Статью Королькова, появившуюся 11 ноября 2003 года в “Московских Новостях”, подхватила западная пресса. Никакой голливудский сценарист не мог бы так лихо закрутить сюжет: здесь было все — теракт, унесший десятки жизней, мнимый “террорист” в бегах, реальный террорист — фээсбэшник, погибший под колесами автомобиля на Кипре, и, наконец, упрямый детектив-одиночка, раскрывший заговор спецслужб с целью захвата власти в стране.
Но, увы, на дворе был конец 2003 года, и путинская революция уже совершилась. Телевидение и парламент были полностью под контролем Кремля, а общество погрузилось в летаргию. Статью Королькова постигла та же участь, что и материал Анны Политковской про террориста с Дубровки, оказавшегося агентом ФСБ. Ее просто проигнорировали.
Суд над Крымшамхаловым и Деккушевым прошел без сучка и задоринки — без Трепашкина. Дело объявили государственной тайной, и заседания провели за закрытыми дверями. У адвокатов защиты взяли подписку о неразглашении. По ходу слушаний никакой информации не поступало. 11 января 2004 года судья Комарова вынесла приговор: оба обвиняемых получили пожизненные сроки за теракты в Москве и Волгодонске.
Хотя суд был закрытым, приговор огласили публично. Это был достаточно обширный документ, откуда выяснились многие не известные нам подробности. Здесь нас ждал сюрприз: оказалось, что двое обвиняемых не имели никакого отношения к московским терактам, да и в Москве они никогда не были. Они лишь участвовали в подготовке взрыва в Волгодонске.
Крымшамхалов и Деккушев признались, что в конце лета 1999 года приобрели 280 мешков для расфасовки “самодельного смесевого взрывчатого вещества, изготовленного при невыясненных следствием обстоятельствах и состоявшего из аммиачной селитры, тротила и сахара”. Эту смесь в количестве 13 тонн им доставил человек, “впоследствии погибший в Чечне”, и еще одно “не установленное следствием лицо”. К смеси подсудимые добавили закупленную ими тонну алюминиевой пудры. Все это происходило в поселке Мирный Предгорного района Ставропольского края в арендованном хозяйственном помещении. Для приготовления смеси использовали бетономешалку.

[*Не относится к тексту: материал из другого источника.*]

use std::io;
use std::path::PathBuf;

use serde::Serialize;
use thiserror::Error;
use tracing::{debug, info};

use super::spec::{AppSpec, ScenarioSpec, TopologySpec};
use crate::app::{AppChangeRate, AppError, AppId, AppState, PacedConfig, PayloadSizing, install};
use crate::net::{Endpoint, FlowStats, NetWorld, SimSocket};
use crate::queue::mem_from_pkt;
use crate::sim::{SimTime, Simulator};
use crate::topo::Topology;
use crate::topo::chain::{ChainOpts, build_chain};
use crate::topo::dumbbell::{DumbbellOpts, build_dumbbell};

#[derive(Debug, Error)]
pub enum ScenarioError {
    #[error("app #{index}: node index {node} out of range ({nodes} nodes)")]
    UnknownNode { index: usize, node: usize, nodes: usize },
    #[error("app #{index}: {reason}")]
    InvalidTiming { index: usize, reason: &'static str },
    #[error("until_s must be finite and non-negative")]
    InvalidUntil,
    #[error("{link} link: {reason}")]
    InvalidLink { link: &'static str, reason: &'static str },
    #[error("app #{index}: {source}")]
    App {
        index: usize,
        #[source]
        source: AppError,
    },
    #[error("failed to read {path}: {source}")]
    Io { path: PathBuf, source: io::Error },
    #[error("invalid scenario json: {0}")]
    Json(#[from] serde_json::Error),
}

#[derive(Debug, Clone, Serialize)]
pub struct AppReport {
    pub app: AppId,
    pub src: usize,
    pub dst: usize,
    pub state: AppState,
    pub flow_id: Option<u64>,
    pub units_sent: u64,
    pub bytes_sent: u64,
    pub send_failures: u64,
    pub first_sent_s: Option<f64>,
    pub last_sent_s: Option<f64>,
}

#[derive(Debug, Clone, Serialize)]
pub struct FlowReport {
    pub flow_id: u64,
    #[serde(flatten)]
    pub stats: FlowStats,
    pub throughput_bps: Option<f64>,
}

#[derive(Debug, Clone, Serialize)]
pub struct ScenarioReport {
    pub final_time: SimTime,
    pub delivered_pkts: u64,
    pub dropped_pkts: u64,
    pub apps: Vec<AppReport>,
    pub flows: Vec<FlowReport>,
}

impl ScenarioReport {
    pub fn flow(&self, flow_id: u64) -> Option<&FlowReport> {
        self.flows.iter().find(|f| f.flow_id == flow_id)
    }

    /// 某个应用所属流的统计
    pub fn app_flow(&self, app: AppId) -> Option<&FlowReport> {
        let flow_id = self.apps.iter().find(|a| a.app == app)?.flow_id?;
        self.flow(flow_id)
    }
}

fn secs(index: usize, s: f64, reason: &'static str) -> Result<SimTime, ScenarioError> {
    if !s.is_finite() || s < 0.0 {
        return Err(ScenarioError::InvalidTiming { index, reason });
    }
    Ok(SimTime::from_secs_f64(s))
}

fn validate_topology(spec: &TopologySpec) -> Result<(), ScenarioError> {
    let (TopologySpec::Chain { access, bottleneck } | TopologySpec::Dumbbell { access, bottleneck }) = spec;
    for (link, l) in [("access", access), ("bottleneck", bottleneck)] {
        if let Some(l) = l {
            l.validate()
                .map_err(|reason| ScenarioError::InvalidLink { link, reason })?;
        }
    }
    Ok(())
}

fn build_topology(world: &mut NetWorld, spec: &TopologySpec) -> Topology {
    match spec {
        TopologySpec::Chain { access, bottleneck } => {
            let mut opts = ChainOpts::default();
            if let Some(l) = access {
                opts.access = l.to_opts();
            }
            if let Some(l) = bottleneck {
                opts.bottleneck = l.to_opts();
            }
            build_chain(world, &opts)
        }
        TopologySpec::Dumbbell { access, bottleneck } => {
            let mut opts = DumbbellOpts::default();
            if let Some(l) = access {
                opts.access = l.to_opts();
            }
            if let Some(l) = bottleneck {
                opts.bottleneck = l.to_opts();
            }
            build_dumbbell(world, &opts)
        }
    }
}

/// 配置一个应用并安排其生命周期事件
fn install_app(
    index: usize,
    spec: &AppSpec,
    topo: &Topology,
    sim: &mut Simulator,
    world: &mut NetWorld,
) -> Result<AppId, ScenarioError> {
    let node = |n: usize| {
        topo.nodes.get(n).copied().ok_or(ScenarioError::UnknownNode {
            index,
            node: n,
            nodes: topo.nodes.len(),
        })
    };
    let (src, dst) = (node(spec.src)?, node(spec.dst)?);

    let start = secs(index, spec.start_s, "start_s must be finite and non-negative")?;
    let stop = spec
        .stop_s
        .map(|s| secs(index, s, "stop_s must be finite and non-negative"))
        .transpose()?;
    if stop.is_some_and(|stop| stop < start) {
        return Err(ScenarioError::InvalidTiming {
            index,
            reason: "stop_s precedes start_s",
        });
    }

    let payload = match &spec.payload_cycle {
        Some(sizes) => PayloadSizing::Cycle(sizes.clone()),
        None => PayloadSizing::Fixed(spec.payload_bytes),
    };
    let cfg = PacedConfig {
        payload,
        limit: spec.units.into(),
        rate: spec.rate,
    };

    let peer = Endpoint::new(dst, spec.port);
    world.net.listen(peer);
    let sock = SimSocket::new(src).with_send_buffer(spec.snd_buf_bytes);
    let app = world
        .apps
        .insert(sock, peer, cfg)
        .map_err(|source| ScenarioError::App { index, source })?;

    install::<NetWorld>(sim, app, start, stop);
    for rc in &spec.rate_changes {
        let at = secs(index, rc.at_s, "rate change time must be finite and non-negative")?;
        sim.schedule(at, AppChangeRate::<NetWorld>::new(app, rc.rate));
    }
    debug!(%app, %peer, ?start, ?stop, "app installed");
    Ok(app)
}

/// 构建并运行一个场景
#[tracing::instrument(skip(spec), fields(apps = spec.apps.len()))]
pub fn run_scenario(spec: &ScenarioSpec) -> Result<ScenarioReport, ScenarioError> {
    if !spec.until_s.is_finite() || spec.until_s < 0.0 {
        return Err(ScenarioError::InvalidUntil);
    }
    let until = SimTime::from_secs_f64(spec.until_s);
    validate_topology(&spec.topology)?;

    let mut sim = Simulator::default();
    let mut world = NetWorld::default();
    let topo = build_topology(&mut world, &spec.topology);

    if let Some(pkts) = spec.queue_pkts {
        let (a, b) = topo.bottleneck;
        let cap = mem_from_pkt(pkts);
        world.net.set_link_queue_capacity_bytes(a, b, cap);
        world.net.set_link_queue_capacity_bytes(b, a, cap);
    }

    let ids = spec
        .apps
        .iter()
        .enumerate()
        .map(|(i, app)| install_app(i, app, &topo, &mut sim, &mut world))
        .collect::<Result<Vec<_>, _>>()?;

    info!(nodes = topo.nodes.len(), ?until, "running scenario");
    sim.run_until(until, &mut world);

    let apps = ids
        .iter()
        .zip(&spec.apps)
        .filter_map(|(&id, app_spec)| {
            let app = world.apps.get(id)?;
            Some(AppReport {
                app: id,
                src: app_spec.src,
                dst: app_spec.dst,
                state: app.state(),
                flow_id: world.apps.connection(id).and_then(SimSocket::flow_id),
                units_sent: app.units_sent(),
                bytes_sent: app.bytes_sent(),
                send_failures: app.send_failures(),
                first_sent_s: app.first_sent_at().map(SimTime::as_secs_f64),
                last_sent_s: app.last_sent_at().map(SimTime::as_secs_f64),
            })
        })
        .collect();

    let flows = world
        .net
        .stats
        .flows
        .iter()
        .map(|(&flow_id, stats)| FlowReport {
            flow_id,
            throughput_bps: stats.throughput_bps(),
            stats: stats.clone(),
        })
        .collect();

    Ok(ScenarioReport {
        final_time: sim.now(),
        delivered_pkts: world.net.stats.delivered_pkts,
        dropped_pkts: world.net.stats.dropped_pkts,
        apps,
        flows,
    })
}

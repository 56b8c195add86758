//! 六节点 dumbbell 拓扑
//!
//! ```text
//!  n0 ---+          +--- n2
//!        |          |
//!        n4 ====== n5
//!        |          |
//!  n1 ---+          +--- n3
//! ```
//!
//! n0..n3 为主机，n4、n5 为路由器（交换机）。

use super::{P2pOpts, Topology};
use crate::net::{DataRate, NetWorld};
use crate::sim::SimTime;

/// Dumbbell 拓扑配置选项
#[derive(Debug, Clone)]
pub struct DumbbellOpts {
    pub access: P2pOpts,
    pub bottleneck: P2pOpts,
}

impl Default for DumbbellOpts {
    fn default() -> Self {
        Self {
            access: P2pOpts::new(DataRate::from_mbps(10), SimTime::from_millis(1)),
            bottleneck: P2pOpts::new(DataRate::from_mbps(1), SimTime::from_millis(3)),
        }
    }
}

/// 构建 dumbbell 拓扑，`nodes[i]` 对应 ni
pub fn build_dumbbell(world: &mut NetWorld, opts: &DumbbellOpts) -> Topology {
    let mut nodes: Vec<_> = (0..4).map(|i| world.net.add_host(format!("n{i}"))).collect();
    let r4 = world.net.add_switch("n4");
    let r5 = world.net.add_switch("n5");
    nodes.extend([r4, r5]);

    let (a, b) = (opts.access, opts.bottleneck);
    world.net.connect_duplex(nodes[0], r4, a.delay, a.rate);
    world.net.connect_duplex(nodes[1], r4, a.delay, a.rate);
    world.net.connect_duplex(nodes[2], r5, a.delay, a.rate);
    world.net.connect_duplex(nodes[3], r5, a.delay, a.rate);
    world.net.connect_duplex(r4, r5, b.delay, b.rate);

    Topology {
        nodes,
        bottleneck: (r4, r5),
    }
}
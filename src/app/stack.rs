//! 应用栈：按 `AppId` 管理一组 paced source

use std::collections::BTreeMap;

use super::config::PacedConfig;
use super::events::{AppHost, send_tick};
use super::paced::{AppCtx, PacedSource, TickFn};
use super::{AppError, AppId};
use crate::net::{Connection, DataRate, Endpoint};
use crate::sim::Scheduler;

/// 应用栈：`stop` 之后交还的连接由栈保管，直到调用者取走。
pub struct AppStack<C: Connection> {
    apps: BTreeMap<AppId, PacedSource<C>>,
    released: BTreeMap<AppId, C>,
    next_id: u64,
    tick: TickFn,
}

impl<C: Connection> AppStack<C> {
    /// `tick` 用于构造“应用 X 的下一次发送”事件
    pub fn new(tick: TickFn) -> Self {
        Self {
            apps: BTreeMap::new(),
            released: BTreeMap::new(),
            next_id: 0,
            tick,
        }
    }

    /// 发送事件回到宿主世界 `W` 中的这个应用栈
    pub fn for_host<W: AppHost<Conn = C>>() -> Self {
        Self::new(send_tick::<W>)
    }

    /// 配置一个新应用（未启动）
    pub fn insert(&mut self, conn: C, peer: Endpoint, cfg: PacedConfig) -> Result<AppId, AppError> {
        let id = AppId(self.next_id);
        let app = PacedSource::configure(id, conn, peer, cfg)?;
        self.next_id += 1;
        self.apps.insert(id, app);
        Ok(id)
    }

    pub fn get(&self, id: AppId) -> Option<&PacedSource<C>> {
        self.apps.get(&id)
    }

    pub fn iter(&self) -> impl Iterator<Item = &PacedSource<C>> {
        self.apps.values()
    }

    pub fn len(&self) -> usize {
        self.apps.len()
    }

    pub fn is_empty(&self) -> bool {
        self.apps.is_empty()
    }

    fn app_mut(&mut self, id: AppId) -> Result<&mut PacedSource<C>, AppError> {
        self.apps.get_mut(&id).ok_or(AppError::UnknownApp(id))
    }

    pub fn start(&mut self, id: AppId, sched: &mut dyn Scheduler, env: &mut C::Env) -> Result<(), AppError> {
        let tick = self.tick;
        let mut cx = AppCtx { sched, env, tick };
        self.app_mut(id)?.start(&mut cx)
    }

    /// 停止应用。第一次停止时交还的（已关闭）连接保存在栈中，返回 true。
    pub fn stop(&mut self, id: AppId, sched: &mut dyn Scheduler, env: &mut C::Env) -> Result<bool, AppError> {
        let tick = self.tick;
        let mut cx = AppCtx { sched, env, tick };
        let Some(conn) = self.app_mut(id)?.stop(&mut cx) else {
            return Ok(false);
        };
        self.released.insert(id, conn);
        Ok(true)
    }

    /// 应用当前持有的连接，或 stop 后交还的连接
    pub fn connection(&self, id: AppId) -> Option<&C> {
        self.apps
            .get(&id)
            .and_then(PacedSource::connection)
            .or_else(|| self.released.get(&id))
    }

    /// 取走 stop 后交还的连接
    pub fn take_released(&mut self, id: AppId) -> Option<C> {
        self.released.remove(&id)
    }

    pub fn change_rate(&mut self, id: AppId, rate: DataRate) -> Result<(), AppError> {
        self.app_mut(id)?.change_rate(rate)
    }

    pub fn on_tick(&mut self, id: AppId, sched: &mut dyn Scheduler, env: &mut C::Env) -> Result<(), AppError> {
        let tick = self.tick;
        let mut cx = AppCtx { sched, env, tick };
        self.app_mut(id)?.on_tick(&mut cx);
        Ok(())
    }
}
//! 链路类型
//!
//! 定义单向链路：传播时延、速率、发送忙碌时间以及出口队列。

use super::id::NodeId;
use super::rate::DataRate;
use crate::queue::{DropTailQueue, PacketQueue};
use crate::sim::SimTime;

/// 网络链路
#[derive(Debug)]
pub struct Link {
    pub from: NodeId,
    pub to: NodeId,
    pub latency: SimTime,
    pub rate: DataRate,
    /// 当前正在序列化的 packet 何时离开
    pub busy_until: SimTime,
    /// 出口 FIFO 队列（默认容量极大，即不丢包）
    pub queue: Box<dyn PacketQueue>,
}

impl Link {
    /// 创建新链路
    pub fn new(from: NodeId, to: NodeId, latency: SimTime, rate: DataRate) -> Self {
        Self {
            from,
            to,
            latency,
            rate,
            busy_until: SimTime::ZERO,
            queue: Box::new(DropTailQueue::new(u64::MAX)),
        }
    }

    /// 计算传输指定字节数所需的时间
    pub(crate) fn tx_time(&self, bytes: u32) -> SimTime {
        self.rate.tx_time(bytes)
    }

    /// 在 `now` 时刻是否需要排队（正在发送或队列非空）
    pub(crate) fn is_busy(&self, now: SimTime) -> bool {
        self.busy_until > now || !self.queue.is_empty()
    }
}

Готовую взрывчатку в мешках перевезли в Кисловодск и хранили в кузове автомобиля на территории хлебной базы. Оттуда меньшую часть мешков, более трех тонн, Крымшамхалов с Деккушевым и (впоследствии погибшим) Батчаевым повезли в Волгодонск.
Крымшамхалов и Деккушев утверждали, что об истинном назначении взрывчатки они не знали — думали, что план состоит в том, чтобы взорвать железнодорожный мост в Волгодонске, по которому в сторону Чечни шли эшелоны с войсками. Узнав, что планируется теракт против мирных жителей, они отказались от дальнейшего участия и покинули город за день до взрыва (это подтвердилось в суде), оставив грузовик с взрывчаткой Батчаеву и каким-то “неустановленным лицам”. Узнав из сообщений СМИ о взрыве жилого дома в Волгодонске, они бежали в Чечню.
Что же касается более десяти тонн взрывчатки, оставшихся в грузовике в Кисловодске, то, по версии следствия, их доставили в Москву другие участники группы. Все они спустя некоторое время погибли в Чечне. В Москве, как утверждало следствие, груза дожидался Ачемез Гочияев, который заранее арендовал помещения в четырех точках города. В приговоре неоднократно упоминались “неустановленные лица”, принимавшие участие в операции на всех ее этапах.
Таню и Алену Морозовых на суде представлял молодой адвокат Андрей Онищенко, которого после ареста Трепашкина удалось в срочном порядке ввести в дело. После суда он написал сестрам письмо:
…Я вошел в процесс как Ваш представитель на второй день судебного заседания. Поэтому… будучи совершенно неподготовленным, не мог в полной мере осуществлять Ваши интересы… Судья отклонила абсолютно все ходатайства, заявленные мною, в том числе и о вызове в судебное заседание для допроса в качестве свидетеля Трепашкина…
…Ввиду отобрания от меня подписки о неразглашении государственной тайны я опасаюсь предоставить Вам полный отчет по причине моего нежелания составить компанию Трепашкину в следственном изоляторе, хотя, как ни странно, ни одного секретного документа я в процессе не увидел, поэтому считаю, что видимость засекречивания создана для мотивации закрытого процесса…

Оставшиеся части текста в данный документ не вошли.